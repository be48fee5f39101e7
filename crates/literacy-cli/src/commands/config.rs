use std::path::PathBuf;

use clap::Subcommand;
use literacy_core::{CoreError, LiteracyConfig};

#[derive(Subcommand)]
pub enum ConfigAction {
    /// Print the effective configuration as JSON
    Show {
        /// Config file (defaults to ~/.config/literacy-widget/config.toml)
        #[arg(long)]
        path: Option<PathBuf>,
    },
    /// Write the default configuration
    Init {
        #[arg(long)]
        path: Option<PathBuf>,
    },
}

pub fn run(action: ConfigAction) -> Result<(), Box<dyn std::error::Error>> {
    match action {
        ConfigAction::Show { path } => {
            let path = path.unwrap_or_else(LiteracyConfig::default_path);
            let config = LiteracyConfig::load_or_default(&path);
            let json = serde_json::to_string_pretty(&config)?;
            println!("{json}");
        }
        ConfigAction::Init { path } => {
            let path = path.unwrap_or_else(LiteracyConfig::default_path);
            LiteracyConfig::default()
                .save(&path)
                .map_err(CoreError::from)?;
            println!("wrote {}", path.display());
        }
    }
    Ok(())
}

##########

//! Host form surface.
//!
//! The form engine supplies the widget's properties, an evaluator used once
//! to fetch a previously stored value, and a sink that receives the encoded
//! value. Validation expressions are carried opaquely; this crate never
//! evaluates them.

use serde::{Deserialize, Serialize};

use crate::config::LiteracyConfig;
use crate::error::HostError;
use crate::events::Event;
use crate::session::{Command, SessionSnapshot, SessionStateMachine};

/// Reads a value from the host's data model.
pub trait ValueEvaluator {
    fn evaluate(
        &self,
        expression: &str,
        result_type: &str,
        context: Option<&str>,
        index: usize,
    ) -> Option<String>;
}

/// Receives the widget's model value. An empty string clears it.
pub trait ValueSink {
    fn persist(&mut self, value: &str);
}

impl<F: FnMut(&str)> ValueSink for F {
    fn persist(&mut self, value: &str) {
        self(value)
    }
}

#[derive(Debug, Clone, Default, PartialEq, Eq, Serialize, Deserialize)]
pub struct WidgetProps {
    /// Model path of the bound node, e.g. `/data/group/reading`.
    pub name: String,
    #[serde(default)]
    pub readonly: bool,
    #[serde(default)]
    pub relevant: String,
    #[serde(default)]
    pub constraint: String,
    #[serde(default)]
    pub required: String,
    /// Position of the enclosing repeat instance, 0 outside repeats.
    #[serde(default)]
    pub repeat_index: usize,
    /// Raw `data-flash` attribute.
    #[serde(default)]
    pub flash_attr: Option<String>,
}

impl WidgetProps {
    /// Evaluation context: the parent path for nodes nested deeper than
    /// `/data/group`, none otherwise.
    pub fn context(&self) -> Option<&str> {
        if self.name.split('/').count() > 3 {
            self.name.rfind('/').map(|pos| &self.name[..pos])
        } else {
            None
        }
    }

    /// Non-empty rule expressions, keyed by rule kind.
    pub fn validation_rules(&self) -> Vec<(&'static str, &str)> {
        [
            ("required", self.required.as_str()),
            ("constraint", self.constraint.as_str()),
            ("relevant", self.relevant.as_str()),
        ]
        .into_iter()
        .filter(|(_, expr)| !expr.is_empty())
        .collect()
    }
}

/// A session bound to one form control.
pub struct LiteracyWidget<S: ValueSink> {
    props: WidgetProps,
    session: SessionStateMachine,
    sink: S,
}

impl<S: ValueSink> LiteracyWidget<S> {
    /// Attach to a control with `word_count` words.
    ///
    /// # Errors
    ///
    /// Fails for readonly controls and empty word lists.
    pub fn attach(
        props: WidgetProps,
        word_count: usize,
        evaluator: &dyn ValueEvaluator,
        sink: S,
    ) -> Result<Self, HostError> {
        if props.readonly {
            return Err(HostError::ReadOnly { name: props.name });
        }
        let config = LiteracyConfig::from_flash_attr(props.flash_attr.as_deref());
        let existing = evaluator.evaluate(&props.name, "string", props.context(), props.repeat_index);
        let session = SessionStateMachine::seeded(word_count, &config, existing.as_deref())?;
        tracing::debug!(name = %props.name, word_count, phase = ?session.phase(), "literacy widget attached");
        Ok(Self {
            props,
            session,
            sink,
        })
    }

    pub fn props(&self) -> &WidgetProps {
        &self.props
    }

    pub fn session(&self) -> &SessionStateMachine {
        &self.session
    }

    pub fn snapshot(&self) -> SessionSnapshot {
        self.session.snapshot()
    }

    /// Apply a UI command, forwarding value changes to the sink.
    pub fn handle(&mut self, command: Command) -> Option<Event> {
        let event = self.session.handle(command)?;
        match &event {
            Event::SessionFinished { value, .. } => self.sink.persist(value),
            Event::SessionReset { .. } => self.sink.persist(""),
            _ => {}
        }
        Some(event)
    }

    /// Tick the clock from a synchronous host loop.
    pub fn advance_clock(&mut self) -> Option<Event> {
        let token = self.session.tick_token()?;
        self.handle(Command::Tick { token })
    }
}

##########

• [ABOUT THIS EXERCISE]
Out of the entries above, write out only the lines between the line holding "use crate::error::HostError;" and the line holding "pub struct WidgetProps", inclusive, each exactly as given.

• [SOLUTION]
use crate::error::HostError;
use crate::events::Event;
use crate::session::{Command, SessionSnapshot, SessionStateMachine};

/// Reads a value from the host's data model.
pub trait ValueEvaluator {
    fn evaluate(
        &self,
        expression: &str,
        result_type: &str,
        context: Option<&str>,
        index: usize,
    ) -> Option<String>;
}

/// Receives the widget's model value. An empty string clears it.
pub trait ValueSink {
    fn persist(&mut self, value: &str);
}

impl<F: FnMut(&str)> ValueSink for F {
    fn persist(&mut self, value: &str) {
        self(value)
    }
}

#[derive(Debug, Clone, Default, PartialEq, Eq, Serialize, Deserialize)]
pub struct WidgetProps {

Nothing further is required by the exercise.